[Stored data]

//! HTTP Server configuration and startup.

use std::sync::Arc;

use axum::{Router, middleware, routing::get};
use tokio::net::TcpListener;
use tower_http::trace::TraceLayer;

use doubles_types::{IssueRepository, PaymentRepository};

use super::fault::fault_middleware;
use super::handlers::{self, IssuesState, PaymentsState};
use crate::{FaultInjector, IssueService, PaymentService};

/// HTTP server for the Order Issues API.
pub struct IssuesServer<R: IssueRepository> {
    state: Arc<IssuesState<R>>,
    faults: FaultInjector,
}

impl<R: IssueRepository> IssuesServer<R> {
    /// Creates a server with fault injection disabled.
    pub fn new(service: IssueService<R>) -> Self {
        Self::with_faults(service, FaultInjector::disabled())
    }

    pub fn with_faults(service: IssueService<R>, faults: FaultInjector) -> Self {
        Self {
            state: Arc::new(IssuesState { service }),
            faults,
        }
    }

    /// Builds the Axum router with all routes.
    pub fn router(&self) -> Router {
        Router::new()
            .route("/health", get(handlers::health))
            .route(
                "/issues",
                get(handlers::list_issues::<R>).post(handlers::create_issue::<R>),
            )
            .route("/issues/by-date", get(handlers::issues_by_date::<R>))
            .route(
                "/issues/{id}",
                get(handlers::get_issue::<R>)
                    .put(handlers::replace_issue::<R>)
                    .patch(handlers::patch_issue::<R>)
                    .delete(handlers::delete_issue::<R>),
            )
            .route(
                "/orders/{order_id}/issues",
                get(handlers::issues_for_order::<R>),
            )
            .layer(middleware::from_fn_with_state(
                self.faults.clone(),
                fault_middleware,
            ))
            .layer(TraceLayer::new_for_http())
            .with_state(self.state.clone())
    }

    /// Binds `addr` and serves until a shutdown signal arrives.
    pub async fn run(self, addr: &str) -> anyhow::Result<()> {
        let listener = TcpListener::bind(addr).await?;
        self.serve(listener).await
    }

    /// Serves on an already bound listener.
    pub async fn serve(self, listener: TcpListener) -> anyhow::Result<()> {
        tracing::info!("Order Issues API listening on {}", listener.local_addr()?);
        serve(listener, self.router()).await
    }
}

/// HTTP server for the Payments API.
pub struct PaymentsServer<R: PaymentRepository> {
    state: Arc<PaymentsState<R>>,
    faults: FaultInjector,
}

impl<R: PaymentRepository> PaymentsServer<R> {
    /// Creates a server with fault injection disabled.
    pub fn new(service: PaymentService<R>) -> Self {
        Self::with_faults(service, FaultInjector::disabled())
    }

    pub fn with_faults(service: PaymentService<R>, faults: FaultInjector) -> Self {
        Self {
            state: Arc::new(PaymentsState { service }),
            faults,
        }
    }

    /// Builds the Axum router with all routes.
    pub fn router(&self) -> Router {
        Router::new()
            .route("/health", get(handlers::health))
            .route(
                "/payments",
                get(handlers::list_payments::<R>).post(handlers::create_payment::<R>),
            )
            .route(
                "/payments/{order_id}",
                axum::routing::put(handlers::replace_payment::<R>)
                    .patch(handlers::patch_payment::<R>)
                    .delete(handlers::delete_payment::<R>),
            )
            .route(
                "/payments/{order_id}/status",
                get(handlers::payment_status::<R>),
            )
            .layer(middleware::from_fn_with_state(
                self.faults.clone(),
                fault_middleware,
            ))
            .layer(TraceLayer::new_for_http())
            .with_state(self.state.clone())
    }

    /// Binds `addr` and serves until a shutdown signal arrives.
    pub async fn run(self, addr: &str) -> anyhow::Result<()> {
        let listener = TcpListener::bind(addr).await?;
        self.serve(listener).await
    }

    /// Serves on an already bound listener.
    pub async fn serve(self, listener: TcpListener) -> anyhow::Result<()> {
        tracing::info!("Payments API listening on {}", listener.local_addr()?);
        serve(listener, self.router()).await
    }
}

async fn serve(listener: TcpListener, router: Router) -> anyhow::Result<()> {
    axum::serve(listener, router)
        .with_graceful_shutdown(shutdown_signal())
        .await?;

    Ok(())
}

async fn shutdown_signal() {
    let ctrl_c = async {
        if let Err(e) = tokio::signal::ctrl_c().await {
            tracing::error!("failed to install Ctrl+C handler: {}", e);
            std::future::pending::<()>().await;
        }
    };

    #[cfg(unix)]
    let terminate = async {
        match tokio::signal::unix::signal(tokio::signal::unix::SignalKind::terminate()) {
            Ok(mut signal) => {
                signal.recv().await;
            }
            Err(e) => {
                tracing::error!("failed to install SIGTERM handler: {}", e);
                std::future::pending::<()>().await;
            }
        }
    };

    #[cfg(not(unix))]
    let terminate = std::future::pending::<()>();

    tokio::select! {
        _ = ctrl_c => {},
        _ = terminate => {},
    }

    tracing::info!("Shutdown signal received, discarding in-memory store...");
}
//! # Doubles Repository
//!
//! Volatile repository adapters for the test doubles. A store is created
//! empty when its service starts and is dropped with it; nothing survives a
//! restart.

pub mod issues;
pub mod memory;
pub mod payments;


pub use issues::InMemoryIssueRepo;
pub use memory::MemoryStore;
pub use payments::InMemoryPaymentRepo;
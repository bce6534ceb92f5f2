//! Order issue endpoints.

use std::sync::Arc;

use axum::{
    Json,
    body::Bytes,
    extract::{Path, State},
    http::StatusCode,
    response::IntoResponse,
};

use doubles_types::{
    DateRange, DeleteParams, Deleted, IssueFilter, IssueId, IssueRepository, OrderId,
};

use super::{ApiError, FirstValueQuery, parse_key};
use crate::IssueService;

const ISSUE_NOT_FOUND: &str = "Issue not found";

/// State shared across issue handlers.
pub struct IssuesState<R: IssueRepository> {
    pub service: IssueService<R>,
}

fn issue_id(raw: &str) -> Result<IssueId, ApiError> {
    Ok(parse_key(raw, ISSUE_NOT_FOUND)?)
}

/// `GET /issues?orderId=&severity=&since=`
#[tracing::instrument(skip(state))]
pub async fn list_issues<R: IssueRepository>(
    State(state): State<Arc<IssuesState<R>>>,
    FirstValueQuery(filter): FirstValueQuery<IssueFilter>,
) -> Result<impl IntoResponse, ApiError> {
    let issues = state.service.list(&filter).await?;
    Ok(Json(issues))
}

/// `GET /issues/by-date?from=&to=`
#[tracing::instrument(skip(state))]
pub async fn issues_by_date<R: IssueRepository>(
    State(state): State<Arc<IssuesState<R>>>,
    FirstValueQuery(range): FirstValueQuery<DateRange>,
) -> Result<impl IntoResponse, ApiError> {
    let issues = state.service.list_by_date(&range).await?;
    Ok(Json(issues))
}

/// `GET /issues/{id}`
#[tracing::instrument(skip(state), fields(issue_id = %id))]
pub async fn get_issue<R: IssueRepository>(
    State(state): State<Arc<IssuesState<R>>>,
    Path(id): Path<String>,
) -> Result<impl IntoResponse, ApiError> {
    let issue = state.service.get(issue_id(&id)?).await?;
    Ok(Json(issue))
}

/// `GET /orders/{orderId}/issues`
#[tracing::instrument(skip(state), fields(order_id = %order_id))]
pub async fn issues_for_order<R: IssueRepository>(
    State(state): State<Arc<IssuesState<R>>>,
    Path(order_id): Path<String>,
) -> Result<impl IntoResponse, ApiError> {
    let order_id: OrderId = parse_key(&order_id, ISSUE_NOT_FOUND)?;
    let issues = state.service.list_for_order(order_id).await?;
    Ok(Json(issues))
}

/// `POST /issues`
#[tracing::instrument(skip_all)]
pub async fn create_issue<R: IssueRepository>(
    State(state): State<Arc<IssuesState<R>>>,
    body: Bytes,
) -> Result<impl IntoResponse, ApiError> {
    let issue = state.service.create(&body).await?;
    Ok((StatusCode::CREATED, Json(issue)))
}

/// `PUT /issues/{id}`
#[tracing::instrument(skip(state, body), fields(issue_id = %id))]
pub async fn replace_issue<R: IssueRepository>(
    State(state): State<Arc<IssuesState<R>>>,
    Path(id): Path<String>,
    body: Bytes,
) -> Result<impl IntoResponse, ApiError> {
    let issue = state.service.replace(issue_id(&id)?, &body).await?;
    Ok(Json(issue))
}

/// `PATCH /issues/{id}`
#[tracing::instrument(skip(state, body), fields(issue_id = %id))]
pub async fn patch_issue<R: IssueRepository>(
    State(state): State<Arc<IssuesState<R>>>,
    Path(id): Path<String>,
    body: Bytes,
) -> Result<impl IntoResponse, ApiError> {
    let issue = state.service.patch(issue_id(&id)?, &body).await?;
    Ok(Json(issue))
}

/// `DELETE /issues/{id}?conflict=true`
#[tracing::instrument(skip(state), fields(issue_id = %id))]
pub async fn delete_issue<R: IssueRepository>(
    State(state): State<Arc<IssuesState<R>>>,
    Path(id): Path<String>,
    FirstValueQuery(params): FirstValueQuery<DeleteParams>,
) -> Result<impl IntoResponse, ApiError> {
    state.service.delete(issue_id(&id)?, &params).await?;
    Ok(Json(Deleted { deleted: true }))
}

Your assignment
Could you work out how many lines above contain the string "IssueId"? Answer with the number only.

Task output
2